Monday, October 26, 2009

3 player playtest

We had a 3 player playtest with 3 experienced players. The game was odd in that 6 of the game turns were 5 actions or more, which is statistically very unlikely. The game was relatively close between 2 of the players. Once again, the "production explosion" was a factor, with players having such enormous production that they could easily bottom out their Unrest and then build out their entire hand of structures. I don't think this promotes the tough choices I want to be central to the game. Despite that, it was a fun session. A detailed recap is posted at the game's DropBox folder.

Wednesday, September 9, 2009

3 player playtest

We had a 3p playtest on Labor Day in which 2 of the players set up a lucrative network of Bazaars in the Med, connected by Roads. This led to a network of Cities, and from there, to many points. The recap, and some potential (small) changes, have been posted in the game's DropBox folder.

Saturday, July 18, 2009

New rulebook uploaded

I have uploaded v15.4 of the rules and the latest Advance cards to the game's DropBox folder. This latest version removes the "Discovery" cards from the previous version and groups the Advances into three decks, by achievement category. It also adds 3 new Advances, bringing the total to 24 unique Advances.

Thursday, June 25, 2009

3 player playtest

Last night, we had a 3 player playtest that took a more militaristic turn than previous sessions have. It was enjoyable to see the game go in that direction, and it still held together just fine. I've posted a full session report at the game's DropBox folder.

The Goal

A while back, I posted a comment to a
blog article by Shannon Appelcline that captures what I think a civ building game ought to include. I'm posting that here as a good summary of the overall goal of this project:

I would say that the following are elements that a Civ game needs to provide to really communicate the right feel:

* Growth: The player's empire gets larger both in its footprint on the board and in its population. Population growth creates additional capabilities but also brings pressure to expand. Territorial expansion also brings benefits but results in interaction with a player's neighbors, which can lead to conflict as space becomes scarce.

* Enhancement: The players have ways to receive additional abilities or upgraded forms of existing abilities that they do not possess at the game's beginning; their civilizations grow and progress as the game proceeds, and players can steer that progression.

* Differentiation: The particular set of enhancements that a civilization acquires is different for each player and, ideally, different in each playing; it isn’t necessarily forced upon the player by the game.

* Specialization: As players progress down a particular path of differentiation, it becomes either easier to continue down that path or more difficult to switch to following a different path.

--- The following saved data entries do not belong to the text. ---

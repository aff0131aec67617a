//! Error types for the command-line client.

use alloy_primitives::U256;
use deworld::chain::ChainId;
use deworld_evm::wallet::LocalWalletError;
use deworld_graph::GraphClientError;

use crate::config::ConfigError;

/// Errors that end a command.
#[derive(Debug, thiserror::Error)]
pub enum CliError {
    /// Configuration could not be loaded.
    #[error(transparent)]
    Config(#[from] ConfigError),

    /// No private key was configured or the `$VAR` reference did not resolve.
    #[error("wallet private key is not set (export WALLET_PRIVATE_KEY or pass --private-key)")]
    MissingPrivateKey,

    /// The local wallet could not be created.
    #[error(transparent)]
    Wallet(#[from] LocalWalletError),

    /// The required chain lists no RPC endpoint.
    #[error("chain {0} has no rpc url")]
    NoRpcUrl(ChainId),

    /// An RPC endpoint is not a valid URL.
    #[error("invalid rpc url: {0}")]
    InvalidRpcUrl(#[from] url::ParseError),

    /// The indexing service request failed.
    #[error(transparent)]
    Indexer(#[from] GraphClientError),

    /// A session, purchase or history operation failed.
    #[error(transparent)]
    Market(#[from] deworld::Error),

    /// The indexing service has no product with this id.
    #[error("product {0} not found")]
    ProductNotFound(U256),
}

* Multiple paths to victory: The scoring system accomodates the different cultural paths that players will follow, and allows a variety of paths to lead to victory. These allow a player to attempt to emulate different historical civilizations as well.

* Cooperative interaction: Generally implemented via trade, but the idea is simply that players can interact in a way that results in a mutual benefit as opposed to a diminishing of one player's position by the direct action of another.

There are a couple of additional elements that I think are important to the theme, and that haven't been incorporated into any game terribly well yet (which is why I'm trying to incorporate them!)

* Self-aggrandizement: What we know about the ancient world comes primarily from historians who wrote about what they observed or heard about, and from rulers who boasted about their accomplishments. By making sure that much about your civilization is recorded, you can insure that tales of your greatness will survive the test of time.

* Political control: Growing an empire involved conquering territories, but then the real work of managing and governing began, and some empires succeeded at this better than others. The idea that a smoothly-administered empire will be more successful should be communicated by the game in some fashion.

* Cultural diffusion: The idea that your culture can "rub off" on the foreign civilizations you interact with.